//! Header parsing for conditional long-poll watch requests.
//!
//! A client polls for a new revision of a resource by sending a conditional
//! request: `If-None-Match` carries the revision it currently holds, and an
//! optional `Prefer: wait=<seconds>` directive bounds how long the server may
//! hold the connection open before answering "no change".
//!
//! The parser here turns those two headers into a typed [`WatchRequest`], or
//! reports explicitly that the request is not a watch at all.
//!
//! # Parsing Rules
//!
//! | Input | Result |
//! |-------|--------|
//! | No `If-None-Match` (absent or empty) | `Ok(None)`, `Prefer` ignored |
//! | `If-None-Match` only | watch with the 120 s default timeout |
//! | `If-None-Match` + `Prefer: wait=N` | watch with `N * 1000` ms timeout |
//! | `Prefer` not matching `wait=<positive integer>` | validation error |
//!
//! The `wait=` directive is matched case-insensitively after stripping ALL
//! whitespace, so `wait=30`, `wait = 30`, and `WAIT=30` are equivalent. It is
//! the only directive recognized; headers carrying additional comma-separated
//! preferences are rejected as malformed rather than partially honored.
//!
//! # Examples
//!
//! ```
//! use watch_axum_http::protocol::parse_watch_request;
//! use http::{HeaderMap, HeaderValue, header::IF_NONE_MATCH};
//!
//! let mut headers = HeaderMap::new();
//! headers.insert(IF_NONE_MATCH, HeaderValue::from_static("1-abcdef"));
//!
//! let watch = parse_watch_request(&headers).unwrap().unwrap();
//! assert_eq!(watch.last_known_revision().as_str(), "1-abcdef");
//! assert_eq!(watch.timeout_millis(), 120_000);
//! ```

use crate::error::{Result, WatchError};
use crate::types::{Revision, WatchRequest};
use http::header::IF_NONE_MATCH;
use http::{HeaderMap, HeaderValue};

use super::constants::header_names::PREFER;

/// Timeout applied when a watching client sends no `Prefer` header: 120 s.
pub const DEFAULT_TIMEOUT_MILLIS: u64 = 120_000;

/// Parse a conditional long-poll watch request from HTTP headers.
///
/// Reads `If-None-Match` and `Prefer` and decides which of three shapes the
/// request takes:
///
/// - `Ok(None)`: no `If-None-Match` header (or an empty one); an ordinary,
///   non-watching request. A stray `Prefer` header is ignored in this case.
/// - `Ok(Some(watch))`: a valid watch request carrying the client's last
///   known revision and a positive timeout in milliseconds.
/// - `Err(_)`: the client sent a malformed revision token or a malformed
///   `Prefer` header.
///
/// The operation is pure: no I/O, no shared state, safe to call from any
/// number of tasks concurrently.
///
/// # Errors
///
/// Returns [`WatchError`] when the `If-None-Match` value is not a valid
/// revision token or the `Prefer` value does not match
/// `wait=<positive-integer-seconds>`.
///
/// # Examples
///
/// ```
/// use watch_axum_http::protocol::parse_watch_request;
/// use http::{HeaderMap, HeaderValue, header::IF_NONE_MATCH};
///
/// // No conditional header: not a watch request.
/// assert!(parse_watch_request(&HeaderMap::new()).unwrap().is_none());
///
/// // Conditional header plus a wait directive.
/// let mut headers = HeaderMap::new();
/// headers.insert(IF_NONE_MATCH, HeaderValue::from_static("1-abcdef"));
/// headers.insert("prefer", HeaderValue::from_static("wait=30"));
///
/// let watch = parse_watch_request(&headers).unwrap().unwrap();
/// assert_eq!(watch.timeout_millis(), 30_000);
/// ```
pub fn parse_watch_request(headers: &HeaderMap) -> Result<Option<WatchRequest>> {
    let if_none_match = match headers.get(IF_NONE_MATCH) {
        Some(value) => header_str(value, WatchError::invalid_revision)?,
        None => return Ok(None),
    };
    if if_none_match.is_empty() {
        return Ok(None);
    }

    let last_known_revision = Revision::new(if_none_match)?;

    let timeout_millis = match headers.get(&PREFER) {
        Some(value) => {
            let prefer = header_str(value, WatchError::invalid_prefer)?;
            if prefer.is_empty() {
                DEFAULT_TIMEOUT_MILLIS
            } else {
                parse_prefer_wait(prefer)?
            }
        }
        None => DEFAULT_TIMEOUT_MILLIS,
    };

    Ok(Some(WatchRequest::new(last_known_revision, timeout_millis)))
}

/// Parse a `Prefer: wait=<seconds>` directive into a timeout in milliseconds.
///
/// The value is normalized by stripping all whitespace and lower-casing, then
/// matched strictly against `wait=<positive-integer>`. Anything else
/// (missing prefix, non-numeric or non-positive seconds, extra directives)
/// is rejected; the parser never extracts `wait=` from a larger structured
/// value.
///
/// # Errors
///
/// Returns [`WatchError`] carrying the raw header value when the directive is
/// malformed, zero, negative, or overflows.
///
/// # Examples
///
/// ```
/// use watch_axum_http::protocol::parse_prefer_wait;
///
/// assert_eq!(parse_prefer_wait("wait=30").unwrap(), 30_000);
/// assert_eq!(parse_prefer_wait("WAIT = 45").unwrap(), 45_000);
/// assert!(parse_prefer_wait("wait=0").is_err());
/// assert!(parse_prefer_wait("wait=30, foo=bar").is_err());
/// ```
pub fn parse_prefer_wait(value: &str) -> Result<u64> {
    let normalized: String = value
        .chars()
        .filter(|c| !c.is_whitespace())
        .collect::<String>()
        .to_lowercase();

    let seconds = normalized
        .strip_prefix("wait=")
        .and_then(|digits| digits.parse::<u64>().ok())
        .filter(|&seconds| seconds > 0)
        .ok_or_else(|| WatchError::invalid_prefer(value))?;

    seconds
        .checked_mul(1000)
        .ok_or_else(|| WatchError::invalid_prefer(value))
}

/// Decode a header value as a string, reporting undecodable bytes through the
/// supplied error constructor.
fn header_str<F>(value: &HeaderValue, on_invalid: F) -> Result<&str>
where
    F: FnOnce(String) -> WatchError,
{
    value
        .to_str()
        .map_err(|_| on_invalid(String::from_utf8_lossy(value.as_bytes()).into_owned()))
}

◆ TASK PROMPT: Returned text must match every record word for word.

◆ COMPLETED EXERCISE:
//! Header parsing for conditional long-poll watch requests.
//!
//! A client polls for a new revision of a resource by sending a conditional
//! request: `If-None-Match` carries the revision it currently holds, and an
//! optional `Prefer: wait=<seconds>` directive bounds how long the server may
//! hold the connection open before answering "no change".
//!
//! The parser here turns those two headers into a typed [`WatchRequest`], or
//! reports explicitly that the request is not a watch at all.
//!
//! # Parsing Rules
//!
//! | Input | Result |
//! |-------|--------|
//! | No `If-None-Match` (absent or empty) | `Ok(None)`, `Prefer` ignored |
//! | `If-None-Match` only | watch with the 120 s default timeout |
//! | `If-None-Match` + `Prefer: wait=N` | watch with `N * 1000` ms timeout |
//! | `Prefer` not matching `wait=<positive integer>` | validation error |
//!
//! The `wait=` directive is matched case-insensitively after stripping ALL
//! whitespace, so `wait=30`, `wait = 30`, and `WAIT=30` are equivalent. It is
//! the only directive recognized; headers carrying additional comma-separated
//! preferences are rejected as malformed rather than partially honored.
//!
//! # Examples
//!
//! ```
//! use watch_axum_http::protocol::parse_watch_request;
//! use http::{HeaderMap, HeaderValue, header::IF_NONE_MATCH};
//!
//! let mut headers = HeaderMap::new();
//! headers.insert(IF_NONE_MATCH, HeaderValue::from_static("1-abcdef"));
//!
//! let watch = parse_watch_request(&headers).unwrap().unwrap();
//! assert_eq!(watch.last_known_revision().as_str(), "1-abcdef");
//! assert_eq!(watch.timeout_millis(), 120_000);
//! ```

use crate::error::{Result, WatchError};
use crate::types::{Revision, WatchRequest};
use http::header::IF_NONE_MATCH;
use http::{HeaderMap, HeaderValue};

use super::constants::header_names::PREFER;

/// Timeout applied when a watching client sends no `Prefer` header: 120 s.
pub const DEFAULT_TIMEOUT_MILLIS: u64 = 120_000;

/// Parse a conditional long-poll watch request from HTTP headers.
///
/// Reads `If-None-Match` and `Prefer` and decides which of three shapes the
/// request takes:
///
/// - `Ok(None)`: no `If-None-Match` header (or an empty one); an ordinary,
///   non-watching request. A stray `Prefer` header is ignored in this case.
/// - `Ok(Some(watch))`: a valid watch request carrying the client's last
///   known revision and a positive timeout in milliseconds.
/// - `Err(_)`: the client sent a malformed revision token or a malformed
///   `Prefer` header.
///
/// The operation is pure: no I/O, no shared state, safe to call from any
/// number of tasks concurrently.
///
/// # Errors
///
/// Returns [`WatchError`] when the `If-None-Match` value is not a valid
/// revision token or the `Prefer` value does not match
/// `wait=<positive-integer-seconds>`.
///
/// # Examples
///
/// ```
/// use watch_axum_http::protocol::parse_watch_request;
/// use http::{HeaderMap, HeaderValue, header::IF_NONE_MATCH};
///
/// // No conditional header: not a watch request.
/// assert!(parse_watch_request(&HeaderMap::new()).unwrap().is_none());
///
/// // Conditional header plus a wait directive.
/// let mut headers = HeaderMap::new();
/// headers.insert(IF_NONE_MATCH, HeaderValue::from_static("1-abcdef"));
/// headers.insert("prefer", HeaderValue::from_static("wait=30"));
///
/// let watch = parse_watch_request(&headers).unwrap().unwrap();
/// assert_eq!(watch.timeout_millis(), 30_000);
/// ```
pub fn parse_watch_request(headers: &HeaderMap) -> Result<Option<WatchRequest>> {
    let if_none_match = match headers.get(IF_NONE_MATCH) {
        Some(value) => header_str(value, WatchError::invalid_revision)?,
        None => return Ok(None),
    };
    if if_none_match.is_empty() {
        return Ok(None);
    }

    let last_known_revision = Revision::new(if_none_match)?;

    let timeout_millis = match headers.get(&PREFER) {
        Some(value) => {
            let prefer = header_str(value, WatchError::invalid_prefer)?;
            if prefer.is_empty() {
                DEFAULT_TIMEOUT_MILLIS
            } else {
                parse_prefer_wait(prefer)?
            }
        }
        None => DEFAULT_TIMEOUT_MILLIS,
    };

    Ok(Some(WatchRequest::new(last_known_revision, timeout_millis)))
}

/// Parse a `Prefer: wait=<seconds>` directive into a timeout in milliseconds.
///
/// The value is normalized by stripping all whitespace and lower-casing, then
/// matched strictly against `wait=<positive-integer>`. Anything else
/// (missing prefix, non-numeric or non-positive seconds, extra directives)
/// is rejected; the parser never extracts `wait=` from a larger structured
/// value.
///
/// # Errors
///
/// Returns [`WatchError`] carrying the raw header value when the directive is
/// malformed, zero, negative, or overflows.
///
/// # Examples
///
/// ```
/// use watch_axum_http::protocol::parse_prefer_wait;
///
/// assert_eq!(parse_prefer_wait("wait=30").unwrap(), 30_000);
/// assert_eq!(parse_prefer_wait("WAIT = 45").unwrap(), 45_000);
/// assert!(parse_prefer_wait("wait=0").is_err());
/// assert!(parse_prefer_wait("wait=30, foo=bar").is_err());
/// ```
pub fn parse_prefer_wait(value: &str) -> Result<u64> {
    let normalized: String = value
        .chars()
        .filter(|c| !c.is_whitespace())
        .collect::<String>()
        .to_lowercase();

    let seconds = normalized
        .strip_prefix("wait=")
        .and_then(|digits| digits.parse::<u64>().ok())
        .filter(|&seconds| seconds > 0)
        .ok_or_else(|| WatchError::invalid_prefer(value))?;

    seconds
        .checked_mul(1000)
        .ok_or_else(|| WatchError::invalid_prefer(value))
}

/// Decode a header value as a string, reporting undecodable bytes through the
/// supplied error constructor.
fn header_str<F>(value: &HeaderValue, on_invalid: F) -> Result<&str>
where
    F: FnOnce(String) -> WatchError,
{
    value
        .to_str()
        .map_err(|_| on_invalid(String::from_utf8_lossy(value.as_bytes()).into_owned()))
}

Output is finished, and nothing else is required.